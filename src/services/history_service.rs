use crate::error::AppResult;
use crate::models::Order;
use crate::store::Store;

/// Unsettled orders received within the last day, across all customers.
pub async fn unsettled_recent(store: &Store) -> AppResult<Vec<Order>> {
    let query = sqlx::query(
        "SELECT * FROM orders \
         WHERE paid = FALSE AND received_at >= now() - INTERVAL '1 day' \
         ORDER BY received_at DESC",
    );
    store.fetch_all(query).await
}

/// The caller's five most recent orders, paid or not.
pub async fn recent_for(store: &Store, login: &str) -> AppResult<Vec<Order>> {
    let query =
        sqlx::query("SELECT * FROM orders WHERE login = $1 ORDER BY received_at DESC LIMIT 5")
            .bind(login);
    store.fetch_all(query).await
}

=-=-=

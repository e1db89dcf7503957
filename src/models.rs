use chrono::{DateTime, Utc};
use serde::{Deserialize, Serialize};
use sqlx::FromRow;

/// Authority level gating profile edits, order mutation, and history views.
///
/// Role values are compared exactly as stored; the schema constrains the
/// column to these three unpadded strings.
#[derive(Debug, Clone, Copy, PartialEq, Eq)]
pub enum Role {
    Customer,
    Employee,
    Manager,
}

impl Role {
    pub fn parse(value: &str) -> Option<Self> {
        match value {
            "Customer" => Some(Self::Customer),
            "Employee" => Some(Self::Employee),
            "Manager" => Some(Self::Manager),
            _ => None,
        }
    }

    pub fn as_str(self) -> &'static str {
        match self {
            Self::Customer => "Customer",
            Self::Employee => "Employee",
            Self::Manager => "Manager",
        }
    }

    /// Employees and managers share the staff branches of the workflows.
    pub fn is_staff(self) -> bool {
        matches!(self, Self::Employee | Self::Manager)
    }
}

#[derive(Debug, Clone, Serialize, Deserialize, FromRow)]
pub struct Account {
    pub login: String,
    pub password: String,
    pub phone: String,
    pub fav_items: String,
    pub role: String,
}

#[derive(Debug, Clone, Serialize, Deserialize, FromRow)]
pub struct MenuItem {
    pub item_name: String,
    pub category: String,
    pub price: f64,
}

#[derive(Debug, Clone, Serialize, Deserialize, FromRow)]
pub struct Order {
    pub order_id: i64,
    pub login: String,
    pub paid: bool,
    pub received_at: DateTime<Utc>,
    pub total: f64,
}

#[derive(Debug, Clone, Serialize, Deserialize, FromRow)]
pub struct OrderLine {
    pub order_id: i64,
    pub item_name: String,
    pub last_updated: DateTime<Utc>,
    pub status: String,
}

=-=-=

- Exercise brief: In the listing above, find the line holding "filename src/services/history_service.rs" and the line holding "pub async fn unsettled_recent(store: &Store)", then output those two lines and every line between them exactly.

- Task result:
filename src/services/history_service.rs
use crate::error::AppResult;
use crate::models::Order;
use crate::store::Store;

/// Unsettled orders received within the last day, across all customers.
pub async fn unsettled_recent(store: &Store) -> AppResult<Vec<Order>> {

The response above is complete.